Clinical applications of melatonin in neonatal diseases.

Clinical Condition Study Design Main Results References
Perinatal hypoxic-ischemic Thirty newborns with hypoxic-ischemic encephalopathy received enteral dose of melatonin 10 mg/kg daily for five days Reduced mortality and improved brain injury [63]
Perinatal hypoxic-ischemic Ten asphyxiated newborns received a total of 80 mg of melatonin (eight doses of 10 mg each separated by 2 hr intervals) orally. Reduced mortality [64]
Respiratory distress syndrome Sixty newborns received 10 intravenous injections of melatonin (10 mg/kg each) Reduced proinflammatory cytokines [65]
Respiratory distress syndrome grade 3–4 Twenty-four newborns received 10 intravenous injections of melatonin (10 mg/kg each) Reduced proinflammatory cytokines and improved outcome [66]
Bronchopulmonary dysplasia with ventilator Fifty-five preterm newborns received 10 intravenous injections of melatonin (10 mg/kg each) Reduced proinflammatory cytokines and improved outcome [67]
Sepsis Ten septic newborns received a total of 20 mg oral melatonin in two doses of 10 mg each, with a 1 h interval. Reduced mortality [68]
Surgery Five newborns received a total of 10 doses of melatonin (10 mg/kg) 3 h after the end of surgery. Reduced proinflammatory cytokines and nitrate/nitrite levels [69]
Adjunct analgesic therapy Thirty preterm newborns received 10 mg/kg of intravenous melatonin prior to intubation Reduced pain score and proinflammatory cytokines [70]

Studies tabulated according to clinical condition.

Next, respiratory distress syndrome (RDS) and bronchopulmonary dysplasia (BPD) are considered the most common lung diseases among newborns. A previous report has shown that newborns with RDS with higher levels of proinflammatory cytokines and nitrite/nitrate are prone to develop chronic lung disease (CLD) [65]. Because of this finding, Gitto et al. examined the protective effect of melatonin treatment in newborns with RDS grade 3–4 and found that melatonin would lower proinflammatory cytokines and nitrite/nitrate levels and improve the clinical outcome [66]. This group further reported that melatonin treatment protected mechanically ventilated preterm newborns with BPD with regard to its anti-inflammation and antioxidant properties [67].

Because increased oxidative stress is known in septic neonates, melatonin has been examined in newborns with sepsis. In one work, a total of 20 mg melatonin was administered orally in two doses within the first 12 h after diagnosis in 10 septic neonates who showed a significant reduction in levels of lipid peroxidation products and improvement in mortality compared with the non-melatonin treated septic neonates [68]. Additionally, melatonin has been reported to act effectively as a premedication for anesthesia for surgical neonates and as an adjunct analgesic therapy for neonates [69,70]. With regard to the above-mentioned studies, the beneficial effects of melatonin have been mainly attributed to its anti-inflammatory and antioxidant properties. However, it is noteworthy that most studies have had very small sample sizes. Hence, large, prospective, multicenter collaborations are required to conduct meaningful clinical research studies in this specific population to prove that melatonin is an effective therapy in fetal and neonatal disorders.

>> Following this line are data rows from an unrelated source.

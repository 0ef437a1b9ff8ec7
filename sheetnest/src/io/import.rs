use crate::entities::{NestInstance, Part, PartId, SheetSpec};
use crate::io::ext_repr::{ExtNestInstance, ExtPart};
use anyhow::{Context, Result, bail, ensure};

/// Imports a request into the library, assigning every part its index as [`PartId`].
pub fn import(ext_instance: &ExtNestInstance) -> Result<NestInstance> {
    let sheet = import_sheet(ext_instance)?;
    let parts: Vec<Part> = ext_instance
        .parts
        .iter()
        .enumerate()
        .map(|(i, ext_part)| {
            import_part(PartId(i), ext_part).with_context(|| format!("invalid part {i}"))
        })
        .collect::<Result<_>>()?;

    Ok(NestInstance::new(ext_instance.name.clone(), parts, sheet))
}

pub fn import_sheet(ext_instance: &ExtNestInstance) -> Result<SheetSpec> {
    let length = positive(ext_instance.sheet_length, "sheet_length")?;
    let width = positive(ext_instance.sheet_width, "sheet_width")?;
    ensure!(
        ext_instance.spacing >= 0,
        "spacing must not be negative, got {}",
        ext_instance.spacing
    );
    Ok(SheetSpec::new(length, width, ext_instance.spacing as usize))
}

pub fn import_part(id: PartId, ext_part: &ExtPart) -> Result<Part> {
    let width = positive(ext_part.width, "width")?;
    let height = ext_part
        .height
        .map(|h| positive(h, "height"))
        .transpose()?;

    if let Some(height) = height {
        if ext_part.shape_type.is_square_footprint() && height != width {
            bail!(
                "a {} must have equal width and height, got {}x{}",
                ext_part.shape_type,
                width,
                height
            );
        }
    }

    Ok(Part::new(
        id,
        ext_part.shape_type,
        width,
        height,
        ext_part.meta.clone(),
    ))
}

fn positive(value: i64, name: &str) -> Result<usize> {
    ensure!(value > 0, "{name} must be positive, got {value}");
    usize::try_from(value).with_context(|| format!("{name} is out of range: {value}"))
}
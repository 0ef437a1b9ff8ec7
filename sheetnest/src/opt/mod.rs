pub mod config;
pub mod grouping;
pub mod packer;
pub mod pass;
pub mod search;

#[doc(inline)]
pub use config::{PackConfig, PlacementOrder};
#[doc(inline)]
pub use packer::{Packer, pack, validate};
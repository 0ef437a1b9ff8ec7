use crate::entities::{GroupKey, Part, PartId, SheetSpec};
use indexmap::IndexMap;
use serde::{Deserialize, Serialize};
use std::time::Instant;

/// Top-left origin of a part's footprint on a sheet.
#[derive(Clone, Copy, Debug, PartialEq, Eq, Hash, Serialize, Deserialize)]
pub struct Position {
    /// Row, bounded by the sheet length
    pub x: usize,
    /// Column, bounded by the sheet width
    pub y: usize,
}

impl Position {
    pub fn new(x: usize, y: usize) -> Self {
        Self { x, y }
    }
}

impl From<(usize, usize)> for Position {
    fn from((x, y): (usize, usize)) -> Self {
        Self { x, y }
    }
}

/// A part together with the position it was placed at.
#[derive(Clone, Copy, Debug, PartialEq, Eq)]
pub struct PlacedPart<'a> {
    pub part: &'a Part,
    pub position: Position,
}

/// Parts grouped by footprint, in first-seen key order and arrival order within a key.
pub type Groups<'a> = IndexMap<GroupKey, Vec<&'a Part>>;

/// Outcome of one placement pass over one sheet.
#[derive(Clone, Debug)]
pub struct PlacementResult<'a> {
    /// Index of the sheet within the solution, starting at 0
    pub sheet_index: usize,
    pub sheet: SheetSpec,
    /// Placed parts keyed by identity, in processing order
    pub placed: IndexMap<PartId, PlacedPart<'a>>,
    /// Parts that found no position on this sheet, to be retried on the next one
    pub leftover: Groups<'a>,
}

impl<'a> PlacementResult<'a> {
    pub fn n_placed(&self) -> usize {
        self.placed.len()
    }

    pub fn n_leftover(&self) -> usize {
        self.leftover.values().map(Vec::len).sum()
    }

    pub fn leftover_ids(&self) -> Vec<PartId> {
        self.leftover.values().flatten().map(|p| p.id).collect()
    }

    pub fn position(&self, id: PartId) -> Option<Position> {
        self.placed.get(&id).map(|pp| pp.position)
    }

    pub fn placed_area(&self) -> usize {
        self.placed.values().map(|pp| pp.part.area()).sum()
    }

    /// Sum of the placed footprint areas divided by the sheet area
    pub fn density(&self) -> f32 {
        self.placed_area() as f32 / self.sheet.area() as f32
    }
}

/// All sheets consumed by a request, in creation order.
#[derive(Clone, Debug)]
pub struct NestSolution<'a> {
    pub layouts: Vec<PlacementResult<'a>>,
    /// Instant the solution was created
    pub time_stamp: Instant,
}

impl<'a> NestSolution<'a> {
    pub fn n_sheets(&self) -> usize {
        self.layouts.len()
    }

    pub fn n_placed(&self) -> usize {
        self.layouts.iter().map(|l| l.n_placed()).sum()
    }

    /// The sheet index and position a part ended up on
    pub fn position_of(&self, id: PartId) -> Option<(usize, Position)> {
        self.layouts
            .iter()
            .find_map(|l| l.position(id).map(|pos| (l.sheet_index, pos)))
    }

    pub fn density(&self) -> f32 {
        let total_sheet_area: usize = self.layouts.iter().map(|l| l.sheet.area()).sum();
        let total_part_area: usize = self.layouts.iter().map(|l| l.placed_area()).sum();
        match total_sheet_area {
            0 => 0.0,
            _ => total_part_area as f32 / total_sheet_area as f32,
        }
    }
}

4. Melatonin Use as a Reprogramming Therapy

4.1. Melatonin Therapy in Cardiovascular and Neurological Diseases of Developmental Origins

While current medical treatment for cardiovascular and neurological diseases focuses on high-risk individuals in adulthood [21,22,23,24,71,72], DOHaD concepts offer a ‘reprogramming’ strategy to prevent the development of adult chronic diseases during fetal and infant life [73]. According to the pleiotropically biological functions of melatonin, its use in pregnancy and lactation may reverse adverse programming processes and protect adult offspring against a variety of adult chronic diseases. Although there are several papers relevant to melatonin use in pregnancy and lactation, only small parts of these have been focused on offspring outcomes in adulthood. We only considered works recording outcomes starting from childhood in the current review. The overview of experimental studies in Table 2 shows reports regarding the reprogramming effects of melatonin in a variety of animal studies of programmed cardiovascular and neurological diseases [48,74,75,76,77,78,79,80,81,82,83,84,85,86].

Table 2.

Reprogramming effects of melatonin in animal models of developmental programming.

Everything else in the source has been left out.